What is required: Gather all lines in the entries that include the word "SessionToken".

(Beginning of Available records)

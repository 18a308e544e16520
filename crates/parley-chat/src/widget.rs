//! The chat widget: session owner and entry point for user events.

use std::sync::{Arc, Mutex};

use parley_core::{ParleyConfig, Turn};
use tracing::info;

use crate::backend::{InferenceService, LookupService};
use crate::error::ChatError;
use crate::presentation::Presentation;
use crate::resolver::{lock_session, ChatEvent, ResolverState, TurnResolver};
use crate::session::{SessionToken, WidgetSession};

/// Whether the widget frame is expanded on the host page.
#[derive(Clone, Copy, Debug, Default, PartialEq, Eq)]
pub enum Visibility {
    #[default]
    Closed,
    Open,
}

/// One embedded chat widget instance.
pub struct ChatWidget {
    session: Mutex<WidgetSession>,
    resolver: TurnResolver,
    ui: Arc<dyn Presentation>,
    visibility: Mutex<Visibility>,
}

impl ChatWidget {
    pub fn new(
        config: &ParleyConfig,
        lookup: Arc<dyn LookupService>,
        inference: Arc<dyn InferenceService>,
        ui: Arc<dyn Presentation>,
    ) -> Self {
        Self {
            session: Mutex::new(WidgetSession::new(config.conversation.cache_policy)),
            resolver: TurnResolver::new(config, lookup, inference, Arc::clone(&ui)),
            ui,
            visibility: Mutex::new(Visibility::Closed),
        }
    }

    /// Build a widget whose lookup and inference share one backend.
    pub fn with_backend<B>(config: &ParleyConfig, backend: Arc<B>, ui: Arc<dyn Presentation>) -> Self
    where
        B: LookupService + InferenceService + 'static,
    {
        Self::new(config, backend.clone(), backend, ui)
    }

    /// Expand the widget, creating the session token if needed.
    pub fn open(&self) -> Result<SessionToken, ChatError> {
        let token = lock_session(&self.session)?.identity.ensure_session();
        self.set_visibility(Visibility::Open)?;
        Ok(token)
    }

    pub fn close(&self) -> Result<(), ChatError> {
        self.set_visibility(Visibility::Closed)
    }

    /// Flip between open and closed. Returns the new visibility.
    pub fn toggle(&self) -> Result<Visibility, ChatError> {
        match self.visibility() {
            Visibility::Open => self.close()?,
            Visibility::Closed => {
                self.open()?;
            }
        }
        Ok(self.visibility())
    }

    pub fn visibility(&self) -> Visibility {
        self.visibility.lock().map(|v| *v).unwrap_or_default()
    }

    /// Submit typed text. Blank input is ignored and yields `None`.
    pub async fn submit_text(&self, text: &str) -> Result<Option<Turn>, ChatError> {
        self.resolver
            .handle(&self.session, ChatEvent::TextSubmitted(text.to_string()))
            .await
    }

    /// Select one of the currently offered options.
    pub async fn click_option(&self, option: &str) -> Result<Option<Turn>, ChatError> {
        self.resolver
            .handle(&self.session, ChatEvent::OptionClicked(option.to_string()))
            .await
    }

    /// Turns resolved so far, oldest first.
    pub fn history(&self) -> Result<Vec<Turn>, ChatError> {
        Ok(lock_session(&self.session)?.turns.clone())
    }

    pub fn session_token(&self) -> Option<SessionToken> {
        lock_session(&self.session)
            .ok()
            .and_then(|s| s.identity.token().cloned())
    }

    /// Phrases currently held in the response cache, in insertion order.
    pub fn cached_phrases(&self) -> Result<Vec<String>, ChatError> {
        Ok(lock_session(&self.session)?
            .cache
            .keys()
            .map(str::to_string)
            .collect())
    }

    pub fn state(&self) -> ResolverState {
        self.resolver.state()
    }

    fn set_visibility(&self, next: Visibility) -> Result<(), ChatError> {
        let mut visibility = self
            .visibility
            .lock()
            .map_err(|e| ChatError::State(format!("visibility lock poisoned: {}", e)))?;
        if *visibility != next {
            *visibility = next;
            info!(visibility = ?next, "Widget visibility changed");
            self.ui.set_expanded(next == Visibility::Open);
        }
        Ok(())
    }
}

// =============================================================================
// Tests
// =============================================================================

#[cfg(test)]
mod tests {
    use super::*;
    use crate::backend::MockBackend;
    use crate::presentation::{PresentationEvent, RecordingPresentation};
    use parley_core::{ResolutionPath, ResponseRecord};

    fn make_widget(backend: MockBackend) -> (ChatWidget, Arc<RecordingPresentation>) {
        let mut config = ParleyConfig::default();
        config.conversation.typing_delay_ms = 0;
        let ui = Arc::new(RecordingPresentation::new());
        let widget = ChatWidget::with_backend(&config, Arc::new(backend), ui.clone());
        (widget, ui)
    }

    #[test]
    fn test_open_creates_token_once() {
        let (widget, ui) = make_widget(MockBackend::new());
        assert!(widget.session_token().is_none());
        assert_eq!(widget.visibility(), Visibility::Closed);

        let first = widget.open().unwrap();
        let second = widget.open().unwrap();
        assert_eq!(first, second);
        assert_eq!(widget.session_token(), Some(first));
        // Expanding twice notifies the host once
        assert_eq!(ui.events(), vec![PresentationEvent::Expanded(true)]);
    }

    #[test]
    fn test_toggle_round_trip_keeps_token() {
        let (widget, ui) = make_widget(MockBackend::new());

        assert_eq!(widget.toggle().unwrap(), Visibility::Open);
        let token = widget.session_token().unwrap();
        assert_eq!(widget.toggle().unwrap(), Visibility::Closed);
        assert_eq!(widget.toggle().unwrap(), Visibility::Open);

        assert_eq!(widget.session_token(), Some(token));
        assert_eq!(
            ui.events(),
            vec![
                PresentationEvent::Expanded(true),
                PresentationEvent::Expanded(false),
                PresentationEvent::Expanded(true),
            ]
        );
    }

    #[tokio::test]
    async fn test_submit_before_open_still_creates_token() {
        let (widget, _ui) = make_widget(MockBackend::new().with_inference_reply(Some("Hi there!")));
        let turn = widget.submit_text("hello").await.unwrap().unwrap();

        assert_eq!(turn.path, ResolutionPath::RemoteFallback);
        assert!(widget.session_token().is_some());
    }

    #[tokio::test]
    async fn test_conversation_flow_records_history() {
        let backend = MockBackend::new()
            .with_lookup(
                "pricing",
                [(
                    "pricing",
                    ResponseRecord::new("Two plans.", vec!["basic".into(), "pro".into()]),
                )],
            )
            .with_lookup(
                "basic",
                [(
                    "basic",
                    ResponseRecord::new("Basic is free.", vec!["pro".into(), "pricing".into()]),
                )],
            );
        let (widget, ui) = make_widget(backend);
        widget.open().unwrap();

        widget.submit_text("Pricing").await.unwrap();
        assert_eq!(
            ui.visible_options(),
            Some(vec!["basic".to_string(), "pro".to_string()])
        );

        widget.click_option("basic").await.unwrap();
        assert_eq!(ui.visible_options(), Some(vec!["pro".to_string()]));

        assert!(widget.submit_text("  ").await.unwrap().is_none());

        let history = widget.history().unwrap();
        assert_eq!(history.len(), 2);
        assert_eq!(history[0].user_phrase, "pricing");
        assert_eq!(history[1].bot_text, "Basic is free.");
        assert_eq!(widget.cached_phrases().unwrap(), vec!["pricing", "basic"]);
        assert_eq!(widget.state(), ResolverState::Responded);
    }
}
//! Parley terminal client - composition root.
//!
//! 1. Parse CLI arguments and load configuration from TOML
//! 2. Initialize tracing (stderr, so it does not interleave with the chat)
//! 3. Build the HTTP backend and the terminal presentation adapter
//! 4. Open the widget and feed stdin lines into it as user events

mod cli;
mod terminal;

use std::sync::Arc;

use clap::Parser;
use parley_chat::{ChatError, ChatWidget, HttpBackend};
use parley_core::ParleyConfig;
use tokio::io::{AsyncBufReadExt, BufReader};

use crate::cli::CliArgs;
use crate::terminal::{parse_command, Command, TerminalPresentation};

#[tokio::main]
async fn main() -> Result<(), Box<dyn std::error::Error>> {
    let args = CliArgs::parse();

    let config_file = args.resolve_config_path();
    let mut config = if config_file.exists() {
        ParleyConfig::load(&config_file)?
    } else {
        ParleyConfig::default()
    };
    args.apply_overrides(&mut config);

    tracing_subscriber::fmt()
        .with_writer(std::io::stderr)
        .with_env_filter(
            tracing_subscriber::EnvFilter::try_from_default_env()
                .unwrap_or_else(|_| tracing_subscriber::EnvFilter::new(&config.general.log_level)),
        )
        .init();

    tracing::info!("Starting Parley v{}", env!("CARGO_PKG_VERSION"));
    tracing::info!(
        path = %config_file.display(),
        base_url = %config.service.base_url,
        client_id = %config.service.client_id,
        "Configuration resolved"
    );

    let backend = Arc::new(HttpBackend::new(&config.service)?);
    let ui = Arc::new(TerminalPresentation::new());
    let widget = ChatWidget::with_backend(&config, backend, ui.clone());
    widget.open()?;

    println!("Type a message, /n to pick an option, /toggle, /history or /quit.");

    let mut lines = BufReader::new(tokio::io::stdin()).lines();
    while let Some(line) = lines.next_line().await? {
        let result = match parse_command(&line) {
            Command::Quit => break,
            Command::Toggle => widget.toggle().map(|_| ()),
            Command::History => {
                for turn in widget.history()? {
                    println!("{:?}  {} -> {}", turn.path, turn.user_phrase, turn.bot_text);
                }
                Ok(())
            }
            Command::Select(n) => match ui.option_at(n) {
                Some(option) => widget.click_option(&option).await.map(|_| ()),
                None => {
                    println!("No option [{}] is on offer.", n);
                    Ok(())
                }
            },
            Command::Text(text) => widget.submit_text(text).await.map(|_| ()),
        };

        match result {
            Ok(()) | Err(ChatError::TurnInFlight) => {}
            Err(e) => {
                tracing::error!(error = %e, "Widget failure");
                return Err(e.into());
            }
        }
    }

    widget.close()?;
    Ok(())
}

(End of Available records)

Exercise answer:
use crate::session::{SessionToken, WidgetSession};
    pub fn open(&self) -> Result<SessionToken, ChatError> {
    pub fn session_token(&self) -> Option<SessionToken> {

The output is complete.